Zacharias Conrad von Uffenbach (22 February 1683 – 6 January 1734) was a German scholar, bibliophile, book-collector, traveller, palaeographer, and consul in Frankfurt am Main who is best known today for his published travelogues.

== Biography ==
He was born in lawyer's family. His younger brother Johann Friedrich von Uffenbach accompanied him on his travels.

Uffenbach described 18th-century curiosity cabinets and scientific collections that later became the basis for museums, such as the private collection of Hans Sloane, that later was absorbed into what today is the British Museum. In 1710 he visited Cambridge and Oxford to examine manuscripts in University libraries, as well as the Repository of the Royal Society in London. While in England he made detailed catalogues of all the books contained in the Peterhouse Library of Cambridge University.
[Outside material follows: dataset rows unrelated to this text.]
//! LLM Router
//!
//! Orders the configured providers (the configured default first, then
//! local before cloud) and calls them with automatic failover. Each attempt
//! runs under its own timeout so one hung provider cannot consume the whole
//! budget of the caller.

use super::{LLMError, LLMProvider, Message};
use crate::config::LLMConfig;
use std::sync::Arc;
use std::time::Duration;

/// Per-attempt timeout for local providers (model load + generation)
const LOCAL_ATTEMPT_TIMEOUT: Duration = Duration::from_secs(120);

/// Per-attempt timeout for cloud providers
const CLOUD_ATTEMPT_TIMEOUT: Duration = Duration::from_secs(30);

/// LLM Router that selects providers in preference order
pub struct LLMRouter {
    /// Available LLM providers
    providers: Vec<Box<dyn LLMProvider>>,

    /// LLM configuration
    config: Arc<LLMConfig>,
}

impl LLMRouter {
    /// Create a new LLM router
    pub fn new(providers: Vec<Box<dyn LLMProvider>>, config: Arc<LLMConfig>) -> Self {
        Self { providers, config }
    }

    /// Number of registered providers
    pub fn len(&self) -> usize {
        self.providers.len()
    }

    pub fn is_empty(&self) -> bool {
        self.providers.is_empty()
    }

    /// Rank providers: configured default first, then local, then cloud.
    /// The sort is stable so registration order breaks ties.
    pub fn rank_providers(&self) -> Vec<&dyn LLMProvider> {
        let mut providers: Vec<&dyn LLMProvider> =
            self.providers.iter().map(|b| b.as_ref()).collect();

        let default_provider = &self.config.default_provider;
        providers.sort_by_key(|p| {
            let is_default = p.name() == default_provider;
            (!is_default, !p.is_local())
        });

        providers
    }

    /// Call LLM providers with automatic failover
    ///
    /// Returns the generated text and the name of the provider that produced it.
    pub async fn call(&self, messages: &[Message]) -> super::Result<(String, String)> {
        if self.providers.is_empty() {
            return Err(LLMError::ProviderUnavailable(
                "No LLM providers configured".to_string(),
            ));
        }

        for provider in self.rank_providers() {
            let attempt_timeout = if provider.is_local() {
                LOCAL_ATTEMPT_TIMEOUT
            } else {
                CLOUD_ATTEMPT_TIMEOUT
            };
            tracing::debug!(
                "Attempting provider: {} (timeout: {}s)",
                provider.name(),
                attempt_timeout.as_secs()
            );

            match tokio::time::timeout(attempt_timeout, provider.generate(messages)).await {
                Ok(Ok(text)) => {
                    tracing::debug!("Provider {} succeeded", provider.name());
                    return Ok((text, provider.name().to_string()));
                }
                Ok(Err(e)) => {
                    tracing::warn!("Provider {} failed: {}", provider.name(), e);
                }
                Err(_) => {
                    tracing::warn!(
                        "Provider {} timed out after {}s",
                        provider.name(),
                        attempt_timeout.as_secs()
                    );
                }
            }
        }

        tracing::error!("All LLM providers exhausted");
        Err(LLMError::ProviderUnavailable(
            "All LLM providers failed".to_string(),
        ))
    }
}

#[cfg(test)]
mod tests {
    use super::*;
    use async_trait::async_trait;

    // Mock provider for testing
    struct MockProvider {
        name: String,
        is_local: bool,
        reply: Option<String>,
    }

    impl MockProvider {
        fn new(name: &str, is_local: bool, reply: Option<&str>) -> Self {
            Self {
                name: name.to_string(),
                is_local,
                reply: reply.map(str::to_string),
            }
        }
    }

    #[async_trait]
    impl LLMProvider for MockProvider {
        fn name(&self) -> &str {
            &self.name
        }

        fn is_local(&self) -> bool {
            self.is_local
        }

        async fn generate(&self, _messages: &[Message]) -> crate::llm::Result<String> {
            self.reply
                .clone()
                .ok_or_else(|| LLMError::NetworkError("mock failure".to_string()))
        }
    }

    fn config(default_provider: &str) -> Arc<LLMConfig> {
        Arc::new(LLMConfig {
            default_provider: default_provider.to_string(),
            ..Default::default()
        })
    }

    #[test]
    fn test_default_provider_ranked_first() {
        let router = LLMRouter::new(
            vec![
                Box::new(MockProvider::new("ollama", true, Some("a"))),
                Box::new(MockProvider::new("openai", false, Some("b"))),
            ],
            config("openai"),
        );

        let ranked: Vec<&str> = router.rank_providers().iter().map(|p| p.name()).collect();
        assert_eq!(ranked, vec!["openai", "ollama"]);
    }

    #[tokio::test]
    async fn test_failover_to_next_provider() {
        let router = LLMRouter::new(
            vec![
                Box::new(MockProvider::new("ollama", true, None)),
                Box::new(MockProvider::new("openai", false, Some("fallback answer"))),
            ],
            config("ollama"),
        );

        let (text, provider) = router.call(&[Message::user("hi")]).await.unwrap();
        assert_eq!(text, "fallback answer");
        assert_eq!(provider, "openai");
    }

    #[tokio::test]
    async fn test_no_providers() {
        let router = LLMRouter::new(vec![], config("ollama"));
        assert!(router.is_empty());
        let result = router.call(&[Message::user("hi")]).await;
        assert!(matches!(result, Err(LLMError::ProviderUnavailable(_))));
    }

    #[tokio::test]
    async fn test_all_providers_fail() {
        let router = LLMRouter::new(
            vec![Box::new(MockProvider::new("ollama", true, None))],
            config("ollama"),
        );
        assert!(router.call(&[Message::user("hi")]).await.is_err());
    }
}
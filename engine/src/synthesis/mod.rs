//! Synthesis Invoker
//!
//! Builds the answer prompt from the merged citations only and calls the
//! language model under a fixed deadline. A failed or late model call still
//! yields a result: the answer becomes a fixed fallback message and the
//! citations stay attached.

use crate::llm::router::LLMRouter;
use crate::llm::Message;
use crate::merger::Citation;
use sdk::{Question, Role, Route};
use serde::Serialize;
use std::sync::Arc;
use std::time::Duration;

/// Answer text used when the model call fails or times out
pub const SYNTHESIS_FALLBACK: &str =
    "I wasn't able to compose an answer in time. The evidence retrieved for your question is listed in the citations.";

/// Prior turns included in the prompt
const HISTORY_TURNS: usize = 4;

/// Final outcome of one request
#[derive(Debug, Clone, PartialEq, Serialize)]
pub struct SynthesisResult {
    pub answer: String,
    pub route: Route,
    /// Present only for SQL and HYBRID
    pub generated_query: Option<String>,
    pub reasoning: String,
    /// True iff at least one citation backs the answer
    pub verified: bool,
    pub citations: Vec<Citation>,
}

/// Route-level facts that shape the prompt and the result
#[derive(Debug, Clone, Default)]
pub struct SynthesisContext {
    pub reasoning: String,
    pub generated_query: Option<String>,
    /// Constraints derived from the macro outlook (CHAIN only)
    pub constraints: Vec<String>,
}

pub fn route_instruction(route: Route) -> &'static str {
    match route {
        Route::Sql => "Focus on the precise data from the structured fund records.",
        Route::Semantic => "Focus on fund characteristics and similarity.",
        Route::Raptor => "Focus on the macroeconomic outlook and its implications.",
        Route::Hybrid => "Combine fund data with economic context for a comprehensive answer.",
        Route::Chain => "Explain how the economic outlook influences the fund recommendations.",
    }
}

pub struct Synthesizer {
    router: Arc<LLMRouter>,
    timeout: Duration,
}

impl Synthesizer {
    pub fn new(router: Arc<LLMRouter>, timeout: Duration) -> Self {
        Self { router, timeout }
    }

    pub async fn synthesize(
        &self,
        question: &Question,
        citations: Vec<Citation>,
        route: Route,
        context: SynthesisContext,
    ) -> SynthesisResult {
        let messages = build_prompt(question, &citations, route, &context);

        let answer = match tokio::time::timeout(self.timeout, self.router.call(&messages)).await {
            Ok(Ok((text, provider))) => {
                tracing::debug!("Answer synthesized by {}", provider);
                text.trim().to_string()
            }
            Ok(Err(e)) => {
                tracing::warn!("Synthesis failed: {}", e);
                SYNTHESIS_FALLBACK.to_string()
            }
            Err(_) => {
                tracing::warn!("Synthesis timed out after {}ms", self.timeout.as_millis());
                SYNTHESIS_FALLBACK.to_string()
            }
        };

        SynthesisResult {
            answer,
            route,
            generated_query: context
                .generated_query
                .filter(|_| route.exposes_generated_query()),
            reasoning: context.reasoning,
            verified: !citations.is_empty(),
            citations,
        }
    }
}

/// System + user messages for the answer model
pub fn build_prompt(
    question: &Question,
    citations: &[Citation],
    route: Route,
    context: &SynthesisContext,
) -> Vec<Message> {
    let system = format!(
        "You are a helpful mutual fund analyst assistant.\n\
         Answer the user's question using only the numbered evidence provided.\n\
         {}\n\n\
         Guidelines:\n\
         - Be concise but informative\n\
         - Cite evidence inline with its number, e.g. [1] or [2][3]\n\
         - Format numbers nicely (e.g. $2.5B instead of 2500000000)\n\
         - Use a clear list when showing several funds\n\
         - If the evidence is insufficient, say so clearly",
        route_instruction(route)
    );

    let mut user = String::new();
    let skip = question.history.len().saturating_sub(HISTORY_TURNS);
    let history = &question.history[skip..];
    if !history.is_empty() {
        user.push_str("Conversation so far:\n");
        for turn in history {
            let speaker = match turn.role {
                Role::User => "User",
                Role::Assistant => "Assistant",
            };
            user.push_str(&format!("{}: {}\n", speaker, turn.text));
        }
        user.push('\n');
    }

    user.push_str(&format!("Question: {}\n", question.text));
    user.push_str(&format!("Retrieval route: {}\n", route));

    if !context.constraints.is_empty() {
        user.push_str("\nFund selection constraints derived from the outlook:\n");
        for constraint in &context.constraints {
            user.push_str(&format!("- {}\n", constraint));
        }
    }

    user.push_str("\nEvidence:\n");
    if citations.is_empty() {
        user.push_str("(none)\n");
    }
    for citation in citations {
        user.push_str(&format!(
            "[{}] ({}) {}\n{}\n\n",
            citation.number, citation.source, citation.title, citation.excerpt
        ));
    }

    vec![Message::system(system), Message::user(user)]
}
His Merkwürdige Reisen durch Niedersachsen, Holland und Engelland was published in 1753 (after his death) and related his travels during the years 1709-1711 through the towns Hassel (Bergen), Goslar, Clausthal-Zellerfeld, Blankenburg, Quedlinburg, Halberstadt, Magdeburg, Helmstadt, Braunschweig, Wolfenbuttel, Salzdahlum, Hildesheim, Hannover, Herrenhausen, Zelle, Lüneburg, Rakeburg, Lübeck, Hamburg, Stade, Bremen, Emden, Groningen, Leeuwarden, Franeker, Harlingen, Bolsward, Zwolle, Deventer, Harderwijk, Amersfoort, Utrecht, Amsterdam, Leiden, Rotterdam, Delft, The Hague, Haarlem, London, Greenwich, Cambridge, Oxford, Hampton Court, Kensington, Woodstock, Richmond, London, Düsseldorf, and Cologne. In the Netherlands he met with Campegius Vitringa, Pieter Burman the Elder, Cornelis van Alkemade, Antonie van Leeuwenhoek, Prosper Marchand, Bernard Picart, Jakob Gronovius, Herman Boerhaave, Johannes Musschenbroeck (father of the scientist Pieter van Musschenbroek), and Frederick Ruysch. In England he met with Hans Sloane.

Uffenbach collected a big collection of oriental manuscripts. In 1711 his library contained about 12.000 books. After his death Johann Christoph Wolf acquired his collection.

== Works ==

- Zacharias Conrad von Uffenbach, Merkwürdige Reisen durch Niedersachsen, Holland und Engelland: Erster Theil (Ulm & Memmingen: Johann Friederich Gaum, 1753) online link.
- Zacharias Conrad von Uffenbach, Merkwürdige Reisen durch Niedersachsen, Holland und Engelland: Zweyter Theil (Ulm: Johann Friederich Gaum, 1753) online link.
- Zacharias Conrad von Uffenbach, Merkwürdige Reisen durch Niedersachsen, Holland und Engelland: Dritter Theil (Ulm /Memmingen: Gaumischen Handlung, 1754) online link.